Contemplo así el atardecer en la playa de Santiago de la Rivera desde la distancia luminosa del mar. Como una amenaza latente, en plena luz revolotean, a mis espaldas, sobre el campo de trigo los cuervos de la sospecha. Febrero, en cambio, es el mes de la soledad, de la muerte. Su realismo, si no es metafísico, acaba ocultando entre los castillos de la memoria los cadáveres de mis maniquíes. Es preciso deshacer las formas, regresar a la mañana después del diluvio, para encaminarse al exilio de la única patria imaginaria de un güelfo: Roma. Si Cavalcanti no quiere perderse por el bosque de sus baladas debe seguir la senda ojival de Claraval. ¿Qué otra misión puede calmar su sed que no sea el abrazo de la oración? Contemplar la resurrección de la carne: nacimiento y juicio de la nueva tierra.
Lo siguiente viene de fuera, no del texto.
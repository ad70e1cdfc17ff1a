//! Budget split across ladder levels.

use ladder_core::{LadderLevel, Price, Side, Size};
use rust_decimal::Decimal;

use crate::config::DistributionMode;

/// Splits a side budget over a set of ladder prices.
#[derive(Debug, Clone, Copy, PartialEq, Eq)]
pub struct BudgetAllocator {
    mode: DistributionMode,
}

impl BudgetAllocator {
    pub fn new(mode: DistributionMode) -> Self {
        Self { mode }
    }

    pub fn mode(&self) -> DistributionMode {
        self.mode
    }

    /// Weights for `n` levels, nearest the anchor first. Sums to 1.
    ///
    /// Pyramid weights are `i / (1 + 2 + .. + n)`, so farther levels get
    /// more. Empty for `n == 0`.
    pub fn weights(&self, n: usize) -> Vec<Decimal> {
        if n == 0 {
            return Vec::new();
        }
        match self.mode {
            DistributionMode::Equal => {
                let w = Decimal::ONE / Decimal::from(n);
                vec![w; n]
            }
            DistributionMode::Pyramid => {
                let total = Decimal::from(n * (n + 1) / 2);
                (1..=n).map(|i| Decimal::from(i) / total).collect()
            }
        }
    }

    /// Size an order for each price.
    ///
    /// `budget` is quote notional for bids (divided by each level's price)
    /// and base quantity for asks (used directly). Quantities are rounded
    /// down so the levels never sum past `budget`; levels that round to
    /// zero are dropped.
    pub fn allocate(&self, side: Side, prices: &[Price], budget: Decimal) -> Vec<LadderLevel> {
        if budget <= Decimal::ZERO {
            return Vec::new();
        }
        prices
            .iter()
            .zip(self.weights(prices.len()))
            .filter_map(|(&price, weight)| {
                let share = budget * weight;
                let quantity = match side {
                    Side::Bid => Size::from_notional(share, price),
                    Side::Ask => Size::new(share),
                }
                .round_down();
                quantity.is_positive().then_some(LadderLevel {
                    side,
                    price,
                    quantity,
                })
            })
            .collect()
    }
}
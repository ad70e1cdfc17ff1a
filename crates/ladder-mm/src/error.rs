//! Engine error types.

use ladder_core::{Price, Side};
use ladder_exchange::AdapterError;
use ladder_feed::FeedError;
use rust_decimal::Decimal;
use thiserror::Error;

#[derive(Debug, Error)]
pub enum EngineError {
    #[error("Invalid configuration: {0}")]
    Config(String),

    #[error("Reference price unavailable: {0}")]
    Feed(#[from] FeedError),

    #[error("Adapter error: {0}")]
    Adapter(#[from] AdapterError),

    #[error("Bait order failed on {side} at {price}: {reason}")]
    BaitFailed {
        side: Side,
        price: Price,
        reason: String,
    },

    #[error("Insufficient {side} balance: required {required}, available {available}")]
    InsufficientBalance {
        side: Side,
        required: Decimal,
        available: Decimal,
    },

    #[error("Book consistency error: {0}")]
    Consistency(String),
}

impl EngineError {
    /// Errors that must stop the engine run.
    #[must_use]
    pub fn is_fatal(&self) -> bool {
        matches!(self, Self::Config(_) | Self::Consistency(_))
    }
}

pub type EngineResult<T> = Result<T, EngineError>;

#[cfg(test)]
mod tests {
    use super::*;
    use rust_decimal_macros::dec;

    #[test]
    fn test_fatal_classification() {
        assert!(EngineError::Config("levels".into()).is_fatal());
        assert!(EngineError::Consistency("2 orders remain".into()).is_fatal());
        assert!(!EngineError::Feed(FeedError::Unavailable("BTCUSDT".into())).is_fatal());
        assert!(!EngineError::BaitFailed {
            side: Side::Ask,
            price: Price::new(dec!(100)),
            reason: "timeout".into(),
        }
        .is_fatal());
    }
}
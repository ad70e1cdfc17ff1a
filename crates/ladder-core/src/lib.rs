//! Core domain types for the ladder market maker.
//!
//! This crate provides fundamental types used throughout the system:
//! - `Price`, `Size`: Precision-safe numeric types normalized to 8 decimals
//! - `Side`, `OpenOrder`, `BookLevel`, `LadderLevel`: Book and order snapshots
//! - `retry`: Bounded retry combinator shared by every venue-facing call site

pub mod decimal;
pub mod error;
pub mod order;
pub mod retry;

pub use decimal::{parse_amount, parse_decimal, Price, Size, PRICE_DP, QTY_DP};
pub use error::{CoreError, Result};
pub use order::{BookLevel, LadderLevel, OpenOrder, OrderId, Side};
pub use retry::{retry, Backoff, RetryPolicy};
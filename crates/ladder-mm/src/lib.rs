//! Ladder quoting engine.
//!
//! Keeps a geometric ladder of resting limit orders on one or both sides
//! of a venue's book, re-anchored to an external reference price:
//!
//! - `planner` / `allocator`: pure price and size computation
//! - `sequencer`: bait, sweep, anchor when moving the quote
//! - `policy`: full rebalance versus refill-only
//! - `maintenance`: excess trimming, top-up, startup cleanup
//! - `engine`: timers and the control loop

pub mod allocator;
pub mod budget;
pub mod config;
pub mod engine;
pub mod error;
pub mod maintenance;
pub mod planner;
pub mod policy;
pub mod sequencer;
pub mod state;

pub use allocator::BudgetAllocator;
pub use budget::{BalanceSnapshot, INITIAL_BALANCE_BUFFER};
pub use config::{DistributionMode, EngineConfig, EngineMode, EngineTiming, PriceJitter, SideBudget};
pub use engine::{quoted_price, Engine, SyncOutcome};
pub use error::{EngineError, EngineResult};
pub use planner::LadderPlanner;
pub use policy::{decide, BookOccupancy, Decision, RebalanceReason};
pub use sequencer::{OrderRole, OrderSequencer, SequenceOutcome, SweepAbort};
pub use state::{AnchorState, EnginePhase};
Por tanto, en este camino el entrar en camino es dejar su camino, o por mejor decir, es pasar el término; y dejar su modo es entrar en lo que no tiene modo, que es Dios; porque el alma que a este estado llega, ya no tiene modos ni maneras, ni menos se ase ni puede asir a ellos. Digo modos de entender, ni de gustar, ni de sentir, aunque en sí encierra todos los modos, al modo del que no tiene nada, que lo tiene todo; porque, teniendo ánimo para pasar de su limitado natural interior y exteriormente, entra en límite sobrenatural que no tiene modo alguno, teniendo en sustancia todos los modos. De donde el venir de aquí es el salir de allí, y de aquí y de allí saliendo de sí muy lejos, de eso bajo para esto sobre todo alto”
(San Juan de la Cruz, Subida del Monte Carmelo).

Contradiciéndome, oxímoron de la fe, busco ser mirado en la palabra del Otro, verdad mía.